Ma has been deliberately vague in his interpretation of cross-strait relations, she said, adding that he also needed to explain if the “one country, two areas” initiative was Wu’s own proposal.
Meanwhile, former premier Frank Hsieh (謝長廷) posted a Facebook message yesterday, saying that although the amended ROC Constitution did contain the terms “Mainland area and Taiwan area,” those terms delineated a special arrangement relating specifically to cross-strait exchanges.
“It was not a statement with sovereignty-related implications. The Constitution should be interpreted in a way that benefits people most,” Hsieh wrote.
DPP Legislator Lee Ying-yuan (李應元) echoed Hsieh’s view, saying that the Constitutional amendment was “only an arrangement of expedience.”

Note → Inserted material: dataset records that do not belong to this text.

use std::net::SocketAddr;
use std::path::PathBuf;
use std::time::Duration;

use axum::http::StatusCode;
use axum_test::TestServer;
use margarita_tour::api::{create_app, create_router};
use margarita_tour::config::{Config, StoreKind, SurrealConfig};
use margarita_tour::model::BarStats;
use margarita_tour::store::{MemoryStore, Store};

fn test_config() -> Config {
    Config {
        host: SocketAddr::from(([127, 0, 0, 1], 0)),
        bars: "3 Needs,Drink,Orlandos".to_string(),
        poll_interval: Duration::from_secs(5),
        log_directory: PathBuf::from("logs"),
        store_backend: StoreKind::Memory,
        surreal: SurrealConfig {
            endpoint: "mem://".to_string(),
            namespace: "margarita_tour".to_string(),
            database: "test".to_string(),
            username: None,
            password: None,
        },
    }
}

fn server() -> TestServer {
    let config = test_config();
    let app = create_app(&config, Store::Memory(MemoryStore::default()))
        .expect("templates load from the crate root");
    TestServer::new(create_router(app)).expect("test server starts")
}

#[tokio::test]
async fn homepage_links_to_the_form_and_dashboard() {
    let server = server();

    let response = server.get("/").await;

    response.assert_status_ok();
    let body = response.text();
    assert!(body.contains("Submit a rating"));
    assert!(body.contains("Live dashboard"));
}

#[tokio::test]
async fn submission_form_lists_the_lineup() {
    let server = server();

    let response = server.get("/submit").await;

    response.assert_status_ok();
    let body = response.text();
    assert!(body.contains(r#"<option value="3 Needs">"#));
    assert!(body.contains(r#"<option value="Drink">"#));
    assert!(body.contains(r#"<option value="Orlandos">"#));
}

#[tokio::test]
async fn valid_submission_confirms_with_a_rounded_average() {
    let server = server();

    let response = server
        .post("/submit")
        .form(&[
            ("bar", "3 Needs"),
            ("margarita_rating", "7"),
            ("price_rating", "8"),
            ("atmosphere_rating", "8"),
            ("comments", "salt rim was perfect"),
        ])
        .await;

    response.assert_status_ok();
    let body = response.text();
    // 23 / 3 presented to 2 decimal places
    assert!(body.contains("7.67"), "confirmation must show the average: {body}");
    assert!(body.contains("salt rim was perfect"));
}

#[tokio::test]
async fn out_of_range_rating_is_rejected() {
    let server = server();

    let response = server
        .post("/submit")
        .form(&[
            ("bar", "Drink"),
            ("margarita_rating", "11"),
            ("price_rating", "5"),
            ("atmosphere_rating", "5"),
        ])
        .await;

    response.assert_status(StatusCode::BAD_REQUEST);
    assert!(response.text().contains("between 1 and 10"));
}

#[tokio::test]
async fn missing_rating_is_rejected_by_name() {
    let server = server();

    let response = server
        .post("/submit")
        .form(&[
            ("bar", "Drink"),
            ("margarita_rating", "5"),
            ("atmosphere_rating", "5"),
        ])
        .await;

    response.assert_status(StatusCode::BAD_REQUEST);
    assert!(response.text().contains("price_rating"));
}

#[tokio::test]
async fn unknown_bar_is_rejected_and_the_table_stays_empty() {
    let server = server();

    let response = server
        .post("/submit")
        .form(&[
            ("bar", "Tiki Hut"),
            ("margarita_rating", "5"),
            ("price_rating", "5"),
            ("atmosphere_rating", "5"),
        ])
        .await;

    response.assert_status(StatusCode::BAD_REQUEST);
    assert!(response.text().contains("Tiki Hut"));

    let snapshot = server.get("/api/ratings").await;
    snapshot.assert_status_ok();
    let rows: Vec<BarStats> = snapshot.json();
    assert!(rows.is_empty(), "a rejected submission must not create a row");
}

#[tokio::test]
async fn empty_table_serves_an_empty_snapshot() {
    let server = server();

    let response = server.get("/api/ratings").await;

    response.assert_status_ok();
    let rows: serde_json::Value = response.json();
    assert_eq!(rows, serde_json::json!([]));
}

#[tokio::test]
async fn snapshot_aggregates_and_sorts_by_bar() {
    let server = server();

    let submissions = [
        ("Orlandos", "10", "10", "10"),
        ("Drink", "7", "8", "9"),
        ("Orlandos", "2", "2", "2"),
    ];

    for (bar, margarita, price, atmosphere) in submissions {
        let response = server
            .post("/submit")
            .form(&[
                ("bar", bar),
                ("margarita_rating", margarita),
                ("price_rating", price),
                ("atmosphere_rating", atmosphere),
            ])
            .await;
        response.assert_status_ok();
    }

    let response = server.get("/api/ratings").await;
    response.assert_status_ok();
    let rows: Vec<BarStats> = response.json();

    assert_eq!(rows.len(), 2);
    assert_eq!(rows[0].bar, "Drink");
    assert_eq!(rows[0].rating_count, 1);
    assert_eq!(rows[0].average_rating, 8.0);
    assert_eq!(rows[1].bar, "Orlandos");
    assert_eq!(rows[1].rating_count, 2);
    assert_eq!(rows[1].average_rating, 6.0);
}

#[tokio::test]
async fn dashboard_embeds_the_poll_interval() {
    let server = server();

    let response = server.get("/dashboard").await;

    response.assert_status_ok();
    let body = response.text();
    assert!(body.contains("POLL_INTERVAL_MS = 5000"));
    assert!(body.contains("No Data Yet!"));
}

Ma should not have allowed Wu to make such a statement, Lee said, because he pledged during his re-election campaign that he would discuss major national and social issues with opposition leaders after the election.
Although Ma has reiterated that Taiwan’s future should be determined by the 23 million Taiwanese, DPP Legislator Pan Men-an (潘孟安) said that he was now making unilateral decisions and turning his back on the people.
Former DPP legislator Kuo Cheng-liang (郭正亮) said that he thought the DPP had shot itself in the foot with its opposition to the “two areas” proposal.
During the DPP’s eight years in power, he said, it had neither amended the Constitution and scrapped the Act Governing Relations Between the Peoples of the Taiwan Area and the Mainland Area (台灣地區與大陸地區人民關係條例) nor changed the existing cross-strait exchange platform between the Mainland Affairs Council and China’s Taiwan Affairs Office.
“Wasn’t that a tacit continuation and recognition of ‘one country, two areas?’” Kuo said.